JUSTICE

Les mineures détenues mises au ban ?

Les mineures détenues mises au ban ?
Publié le 14/11/2024 à 16:36

De l’interpellation à l’incarcération, le parcours des jeunes détenues est semé d’embûches liées aux stéréotypes de genre. Invitée par l'Institut des études et de la recherche sur le droit et la justice (IERDJ), jeudi 7 novembre, la sociologue Yaëlle Amsellem-Mainguy dénonce une stigmatisation des jeunes femmes, considérées comme « un problème ingérable »

À quels enjeux les adolescentes sont-elles confrontées dans le domaine pénal ? Une question à laquelle s’est attachée à répondre Yaëlle Amsellem-Mainguy lors du colloque Femmes justiciables et professionnelles de justice : regards croisés sur le genre, organisé jeudi 7 novembre par l’IERDJ.

Lorsqu’elle a entrepris une enquête sur la jeunesse incarcérée et son encadrement avec Benoît Coquard et Arthur Vuattoux, en 2015, cette chercheuse associée au Centre de la recherche sur les liens sociaux (CERLIS) s’est retrouvée confrontée à des problématiques de genre dès ses premiers échanges avec les professionnels. « Au cours de nos démarches pour nous rendre en milieu pénitentiaire, on nous a expliqué que mes confrères ne pouvaient pas entrer dans les quartiers femmes », relate Yaëlle Amsellem-Mainguy. Raison invoquée : les détenues seraient « des manipulatrices » – et les mineures parmi elles, davantage encore.

Selon les propos rapportés, il serait même « dangereux » pour les hommes de mener des entretiens confidentiels dans des espaces fermés, sans surveillants ni éducateurs. Ils risqueraient notamment d’avoir à gérer des plaintes des jeunes filles pour des tentatives d'agression sexuelle. « Ces questions ne se sont jamais posées pour moi du côté de la détention des garçons, ni plus tard, lors de l'enquête que j’ai faite avec Isabelle Lacroix » (Les mineurs en prison – 2023 - ndlr), affirme pourtant Yaëlle Amsellem-Mainguy.

La « minorité du pire »

Autre double standard dénoncé par la sociologue : la disparité très marquée des espaces de détention prévus pour accueillir des adolescentes. La carte publiée en 2017 par la sociologue et ses confrères Benoît Coquard et Arthur Vuattoux montre ainsi que l’Hexagone ne compte que trois établissements pénitentiaires (EPM) pour mineurs filles et garçons et quatre structures intégrant une « unité filles ». « Et je ne vous parle même pas des Outre-mer », déplore l’invitée de l’IERDJ. Là-bas, aucune place n’est prévue pour les mineures.

Résultat : les adolescentes se retrouvent parfois extrêmement loin de leur territoire, « réparties dans plusieurs prisons, [parfois] éloignées de leur famille, de leur réseau et des professionnels qui les accompagnaient », expose Yaëlle Amsellem-Mainguy.

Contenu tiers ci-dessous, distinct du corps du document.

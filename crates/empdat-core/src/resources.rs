//! Built-in resource definitions for the employee-records schema.

use crate::repository::ResourceDef;
use crate::validator::ValidatorRule;

/// The `employee` table.
pub fn employee() -> ResourceDef {
    ResourceDef::new("employee")
        .with_validator("id", ValidatorRule::named("notnull"))
        .with_validator("last_name", ValidatorRule::named("alpha"))
        .with_validator("first_name", ValidatorRule::named("alpha"))
        .with_label("id", "ID")
        .with_label("social_security_number", "SSN")
        .with_label("role", "Role")
        .with_label("last_name", "Last Name")
        .with_label("first_name", "First Name")
        .with_label("start_date", "Start Date")
        .with_label("date_of_birth", "DOB")
        .with_label("salary", "Salary")
        .with_label("hourly_rate", "Hourly Rate")
        .with_label("commission_rate", "Commission Rate")
        .with_label("bank_routing", "Bank Routing #")
        .with_label("bank_account", "Bank Account #")
        .with_label("classification_id", "Classification")
        .with_label("paymethod_id", "Pay Method")
}

/// The `department` table. Keyed by `department_id`, not `id`.
pub fn department() -> ResourceDef {
    ResourceDef::new("department")
        .with_id_field("department_id")
        .with_label("department_id", "ID")
        .with_label("name", "Name")
        .with_label("head_emp_id", "Department Head")
}

/// The `timesheet` table.
pub fn timesheet() -> ResourceDef {
    ResourceDef::new("timesheet")
        .with_label("id", "ID")
        .with_label("user_id", "Owner ID")
        .with_label("datetime_begin", "Time In")
        .with_label("datetime_end", "Time Out")
        .with_label("paid", "Is Paid?")
}

/// The `receipt` table.
pub fn receipt() -> ResourceDef {
    ResourceDef::new("receipt")
        .with_label("id", "ID")
        .with_label("user_id", "Owner ID")
        .with_label("amount", "Amount")
        .with_label("paid", "Is Paid?")
}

En-dehors d’une rupture de l'accompagnement socio-judiciaire ou pénal des adolescentes, cette disparité limite aussi la possibilité pour ces jeunes femmes de changer de vêtements, fournis par les familles.

« Le tout a une incidence sur la place des filles en tant que justiciables, sur leur considération par l'institution, leur famille et les services sociaux… Qui vont reprocher aux adolescentes de ne pas recevoir de visite, et ainsi de suite, développe celle qui est aussi chargée de recherche à l’Institut national de la jeunesse et de l’éducation populaire. Les mineures ont un sentiment extrêmement fort et puissant de mise à l'écart. » En somme, la sensation de faire partie de la « minorité du pire », selon Yaëlle Amsellem-Mainguy. 

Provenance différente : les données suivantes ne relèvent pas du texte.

//! Single-writer relay between emitting threads and the output sink
//!
//! Every entry, from any thread, goes through one ordered channel to one
//! worker thread. The worker is the only code that ever touches a sink, so
//! lines are written whole and in the order the channel accepted them.

use super::{
    error::{LoggerError, Result},
    formatter,
    kv::{FieldValue, Kv},
    log_entry::LogEntry,
    log_level::LogLevel,
    metrics::RelayMetrics,
    sink::{self, Durability, Sink},
};
use crossbeam_channel::{bounded, Receiver, Sender};
use std::any::Any;
use std::io;
use std::panic::{self, AssertUnwindSafe};
use std::sync::atomic::{AtomicBool, Ordering};
use std::sync::Arc;
use std::thread;
use std::time::{Duration, Instant};

/// Default shutdown timeout for relay cleanup (5 seconds)
///
/// Used when a logger is dropped without an explicit shutdown.
pub const DEFAULT_SHUTDOWN_TIMEOUT: Duration = Duration::from_secs(5);

/// Message accepted by the worker, in submission order
pub(crate) enum RelayMessage {
    Entry(LogEntry),
    /// Replace the configured sink; `None` reverts to the fallback
    SetOutput(Option<Box<dyn Sink>>),
    /// Drain the active sink and report back once everything before it is written
    Flush(Sender<io::Result<()>>),
}

/// State owned by the worker thread
pub(crate) struct RelayWorker {
    output: Option<Box<dyn Sink>>,
    fallback: Box<dyn Sink>,
    display_timestamp: Arc<AtomicBool>,
    metrics: Arc<RelayMetrics>,
}

impl RelayWorker {
    pub(crate) fn new(
        output: Option<Box<dyn Sink>>,
        fallback: Box<dyn Sink>,
        display_timestamp: Arc<AtomicBool>,
        metrics: Arc<RelayMetrics>,
    ) -> Self {
        Self {
            output,
            fallback,
            display_timestamp,
            metrics,
        }
    }

    fn run(mut self, receiver: Receiver<RelayMessage>) {
        for message in receiver.iter() {
            self.handle(message);
        }
    }

    pub(crate) fn handle(&mut self, message: RelayMessage) {
        match message {
            RelayMessage::Entry(entry) => self.process(entry),
            RelayMessage::SetOutput(output) => self.output = output,
            RelayMessage::Flush(reply) => {
                let result = isolate("flushing", || sink::drain(self.active_sink()));
                let _ = reply.send(result);
            }
        }
    }

    /// Write one entry, recover on failure, make FATAL durable, then complete it
    pub(crate) fn process(&mut self, mut entry: LogEntry) {
        let display_timestamp = self.display_timestamp.load(Ordering::Relaxed);

        let written = isolate("writing", || {
            formatter::write_entry(&entry, self.active_sink(), display_timestamp)
        });
        let mut recovered = false;
        match written {
            Ok(()) => {
                self.metrics.record_written();
            }
            Err(err) => {
                self.metrics.record_write_failure();
                // Failures of the fallback itself have nowhere left to go.
                if !self.output_is_fallback() {
                    self.recover(&entry, &err, display_timestamp);
                    recovered = true;
                }
            }
        }

        if entry.level() == LogLevel::Fatal {
            self.make_durable(false);
            if recovered {
                self.make_durable(true);
            }
        }

        entry.complete();
    }

    /// Sync or flush the active sink, or the fallback when `fallback` is set
    fn make_durable(&mut self, fallback: bool) {
        let mut kind = Durability::Unsupported;
        let _ = isolate("syncing", || {
            let target: &mut dyn Sink = if fallback {
                &mut *self.fallback
            } else {
                self.active_sink()
            };
            let (used, result) = sink::make_durable(target);
            kind = used;
            result
        });
        if kind != Durability::Unsupported {
            self.metrics.record_durability_flush();
        }
    }

    /// Whether failed writes land on the fallback stream already
    ///
    /// True without a configured sink, or when it shares the fallback's destination.
    fn output_is_fallback(&self) -> bool {
        let Some(output) = self.output.as_ref() else {
            return true;
        };
        match (output.destination(), self.fallback.destination()) {
            (Some(a), Some(b)) => a == b,
            _ => false,
        }
    }

    /// Report the failure on the fallback sink, then replay the entry there
    fn recover(&mut self, entry: &LogEntry, err: &io::Error, display_timestamp: bool) {
        let sink_name = self.active_sink().name().to_string();
        let notice = LogEntry::new(
            LogLevel::Error,
            "Could not write to configured sink",
            Kv::new()
                .with("err", FieldValue::display(err))
                .with("sink", sink_name),
        );

        for line in [&notice, entry] {
            let result = isolate("writing to fallback", || {
                formatter::write_entry(line, &mut *self.fallback, display_timestamp)
            });
            if result.is_ok() {
                self.metrics.record_fallback_write();
            }
        }
    }

    fn active_sink(&mut self) -> &mut dyn Sink {
        match self.output.as_mut() {
            Some(output) => &mut **output,
            None => &mut *self.fallback,
        }
    }
}

/// Run a sink operation, turning a panic into an IO error
fn isolate<F>(operation: &str, f: F) -> io::Result<()>
where
    F: FnOnce() -> io::Result<()>,
{
    panic::catch_unwind(AssertUnwindSafe(f)).unwrap_or_else(|panic_info| {
        let panic_msg = panic_message(panic_info.as_ref());
        eprintln!(
            "[LOGGER CRITICAL] Sink panicked while {}: {}. The relay continues.",
            operation, panic_msg
        );
        Err(io::Error::other(format!("sink panicked: {}", panic_msg)))
    })
}

fn panic_message(panic_info: &(dyn Any + Send)) -> String {
    if let Some(s) = panic_info.downcast_ref::<&str>() {
        s.to_string()
    } else if let Some(s) = panic_info.downcast_ref::<String>() {
        s.clone()
    } else {
        "Unknown panic".to_string()
    }
}

/// Producer side of the relay
pub(crate) struct Relay {
    sender: Option<Sender<RelayMessage>>,
    handle: Option<thread::JoinHandle<()>>,
}

impl Relay {
    /// Start the worker thread
    ///
    /// A `capacity` of zero makes every submission a rendezvous with the
    /// worker.
    pub(crate) fn spawn(worker: RelayWorker, capacity: usize) -> Self {
        let (sender, receiver) = bounded(capacity);
        let handle = thread::spawn(move || worker.run(receiver));

        Self {
            sender: Some(sender),
            handle: Some(handle),
        }
    }

    /// Hand a message to the worker, blocking until it is accepted
    pub(crate) fn send(&self, message: RelayMessage) -> Result<()> {
        let sender = self.sender.as_ref().ok_or(LoggerError::LoggerStopped)?;
        sender.send(message).map_err(|_| LoggerError::LoggerStopped)
    }

    pub(crate) fn submit(&self, entry: LogEntry) -> Result<()> {
        self.send(RelayMessage::Entry(entry))
    }

    /// Block until everything submitted so far is written and the sink drained
    pub(crate) fn flush(&self) -> Result<()> {
        let (reply, result) = bounded(1);
        self.send(RelayMessage::Flush(reply))?;
        let result = result.recv().map_err(|_| LoggerError::LoggerStopped)?;
        Ok(result?)
    }

    /// Close the channel and wait for the worker to drain it
    ///
    /// Returns `false` if the worker panicked or did not finish in time.
    pub(crate) fn shutdown(&mut self, timeout: Duration) -> bool {
        drop(self.sender.take());

        let Some(handle) = self.handle.take() else {
            return true;
        };

        let start = Instant::now();
        loop {
            if handle.is_finished() {
                if let Err(e) = handle.join() {
                    eprintln!("[LOGGER ERROR] Relay worker panicked during shutdown: {:?}", e);
                    return false;
                }
                return true;
            }

            if start.elapsed() >= timeout {
                eprintln!(
                    "[LOGGER WARNING] Relay worker did not finish within {:?}. \
                     Some entries may be lost.",
                    timeout
                );
                return false;
            }

            thread::sleep(Duration::from_millis(10));
        }
    }
}

impl Drop for Relay {
    fn drop(&mut self) {
        self.shutdown(DEFAULT_SHUTDOWN_TIMEOUT);
    }
}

Des espaces de détention pensés pour les hommes

Car, si l’on conçoit collectivement – et notamment le personnel pénitentiaire – que « faire des bêtises » et se heurter à la police s’inscrit dans la construction de la masculinité, il n’est pas du tout intégré que les jeunes femmes puissent se retrouver en prison. « Elles sont d'abord orientées vers les chemins psychiatriques : on va creuser les enjeux autour de leur sexualité, les interroger sur d’éventuelles violences sexuelles subies, poursuit la sociologue, citant l’ouvrage d’Arthur Vuattoux, Adolescences sous contrôle (2021). On ne pose jamais ces questions frontalement aux garçons. »

Par ailleurs, les adolescentes représentent moins de 1 % des mineurs détenus, qui représentent eux-mêmes environ 1 % de la population détenue globale. « Soit une vingtaine de filles incarcérées à un moment M en France », souligne Yaëlle Amsellem-Mainguy. Conséquence, les espaces de détention sont d'abord pensés pour les jeunes hommes. Les adolescentes doivent par exemple acheter leurs produits alimentaires avec des bons de cantine mentionnant « pour garçons ».

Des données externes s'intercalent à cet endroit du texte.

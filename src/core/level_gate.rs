//! Minimum severity threshold shared by every emit call

use super::{error::Result, log_level::LogLevel};
use parking_lot::RwLock;

/// Read/write guarded threshold deciding which entries reach the relay
///
/// Each read and each write is atomic with respect to the others. No ordering
/// is promised between a configuration change and emits racing with it.
#[derive(Debug, Default)]
pub struct LevelGate {
    level: RwLock<LogLevel>,
}

impl LevelGate {
    pub fn new(level: LogLevel) -> Self {
        Self {
            level: RwLock::new(level),
        }
    }

    #[inline]
    pub fn get(&self) -> LogLevel {
        *self.level.read()
    }

    pub fn set(&self, level: LogLevel) {
        *self.level.write() = level;
    }

    /// Parse `name` case-insensitively and apply it
    ///
    /// On failure the threshold is left untouched.
    pub fn set_from_str(&self, name: &str) -> Result<()> {
        let level = name.parse()?;
        self.set(level);
        Ok(())
    }

    /// Whether an entry of `level` passes the gate
    #[inline]
    pub fn permits(&self, level: LogLevel) -> bool {
        level >= self.get()
    }
}
//! Macros for building attribute sets and logging with them.
//!
//! # Examples
//!
//! ```
//! use llog::prelude::*;
//! use llog::{info, kv};
//!
//! let logger = Logger::builder().output(MemorySink::new()).build();
//!
//! // Message only
//! info!(logger, "Server started");
//!
//! // With attribute sets, merged left to right
//! let request = kv!("request_id" => "abc-123");
//! info!(logger, "Request handled", request, kv!("status" => 200));
//! ```

/// Build a [`Kv`](crate::Kv) from `key => value` pairs.
///
/// # Examples
///
/// ```
/// use llog::kv;
///
/// let empty = kv!();
/// assert!(empty.is_empty());
///
/// let fields = kv!("user_id" => 42, "name" => "ann");
/// assert_eq!(fields.len(), 2);
/// ```
#[macro_export]
macro_rules! kv {
    () => {
        $crate::Kv::new()
    };
    ($($key:expr => $value:expr),+ $(,)?) => {
        $crate::Kv::new()$(.with($key, $value))+
    };
}

/// Log a message at the given level with zero or more attribute sets.
///
/// # Examples
///
/// ```
/// # use llog::prelude::*;
/// # let logger = Logger::builder().output(MemorySink::new()).build();
/// use llog::{kv, log};
/// log!(logger, LogLevel::Info, "Simple message");
/// log!(logger, LogLevel::Error, "Request failed", kv!("code" => 500));
/// ```
#[macro_export]
macro_rules! log {
    ($logger:expr, $level:expr, $msg:expr $(, $kv:expr)* $(,)?) => {
        $logger.log($level, $msg, &[$($kv),*])
    };
}

/// Log a debug-level message.
///
/// # Examples
///
/// ```
/// # use llog::prelude::*;
/// # let logger = Logger::builder().output(MemorySink::new()).build();
/// use llog::{debug, kv};
/// debug!(logger, "Cache lookup");
/// debug!(logger, "Cache lookup", kv!("hit" => false));
/// ```
#[macro_export]
macro_rules! debug {
    ($logger:expr, $msg:expr $(, $kv:expr)* $(,)?) => {
        $crate::log!($logger, $crate::LogLevel::Debug, $msg $(, $kv)*)
    };
}

/// Log an info-level message.
///
/// # Examples
///
/// ```
/// # use llog::prelude::*;
/// # let logger = Logger::builder().output(MemorySink::new()).build();
/// use llog::{info, kv};
/// info!(logger, "Application started");
/// info!(logger, "Processing items", kv!("count" => 100));
/// ```
#[macro_export]
macro_rules! info {
    ($logger:expr, $msg:expr $(, $kv:expr)* $(,)?) => {
        $crate::log!($logger, $crate::LogLevel::Info, $msg $(, $kv)*)
    };
}

/// Log a warning-level message.
///
/// # Examples
///
/// ```
/// # use llog::prelude::*;
/// # let logger = Logger::builder().output(MemorySink::new()).build();
/// use llog::{kv, warn};
/// warn!(logger, "Low disk space");
/// warn!(logger, "Retrying", kv!("attempt" => 3, "max" => 5));
/// ```
#[macro_export]
macro_rules! warn {
    ($logger:expr, $msg:expr $(, $kv:expr)* $(,)?) => {
        $crate::log!($logger, $crate::LogLevel::Warn, $msg $(, $kv)*)
    };
}

/// Log an error-level message.
///
/// # Examples
///
/// ```
/// # use llog::prelude::*;
/// # let logger = Logger::builder().output(MemorySink::new()).build();
/// use llog::{error, kv};
/// error!(logger, "Failed to connect to database");
/// error!(logger, "Request failed", kv!("code" => 500, "reason" => "Internal error"));
/// ```
#[macro_export]
macro_rules! error {
    ($logger:expr, $msg:expr $(, $kv:expr)* $(,)?) => {
        $crate::log!($logger, $crate::LogLevel::Error, $msg $(, $kv)*)
    };
}

/// Log a fatal-level message and exit the process with status 1.
///
/// # Examples
///
/// ```no_run
/// # use llog::prelude::*;
/// # let logger = Logger::new();
/// use llog::{fatal, kv};
/// fatal!(logger, "Unable to recover", kv!("cause" => "disk full"));
/// ```
#[macro_export]
macro_rules! fatal {
    ($logger:expr, $msg:expr $(, $kv:expr)* $(,)?) => {
        $logger.fatal($msg, &[$($kv),*])
    };
}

« Il y a quatre places pour filles contre 56 pour garçons. Cela pose question » pointe par ailleurs la chercheuse, qui expose un autre obstacle, en écho aux travaux de de Véronique Blanchard, David Niget et Mathias Gardet : de nombreux établissements pénitentiaires contournent le problème de la mixité en refusant d'accueillir des adolescentes. « Elles sont considérées comme un problème ingérable du point de vue des professionnels : ce sont des fauteuses de troubles, parce qu'elles sont des filles ».

Mises en démonstration

Selon l’intervenante, les adolescentes perturberaient l'ordre carcéral car c’est l’une des seules façons d'exister dans un monde qui n'est pas fait pour elles. « Dans certains établissements pénitentiaires pour mineurs, elles utilisent toute la rhétorique de la sexualité et provoquent les garçons en simulant des orgasmes de 3 à 5h du matin », illustre-t-elle. Autre exemple : certaines jeunes femmes se dénudent face aux fenêtres pour que les adolescents et le personnel les regardent.

N’y seraient-elles pas poussées ? « Dans les EPM dans lesquels nous nous sommes rendus, les cellules des filles étaient systématiquement en face des espaces où avaient lieu les activités socio-éducatives, précise Yaëlle Amsellem-Mainguy. C’est comme si elles étaient mises en démonstration : elles provoquent, elles revendiquent une sexualité parce qu’elles y sont renvoyées en permanence. »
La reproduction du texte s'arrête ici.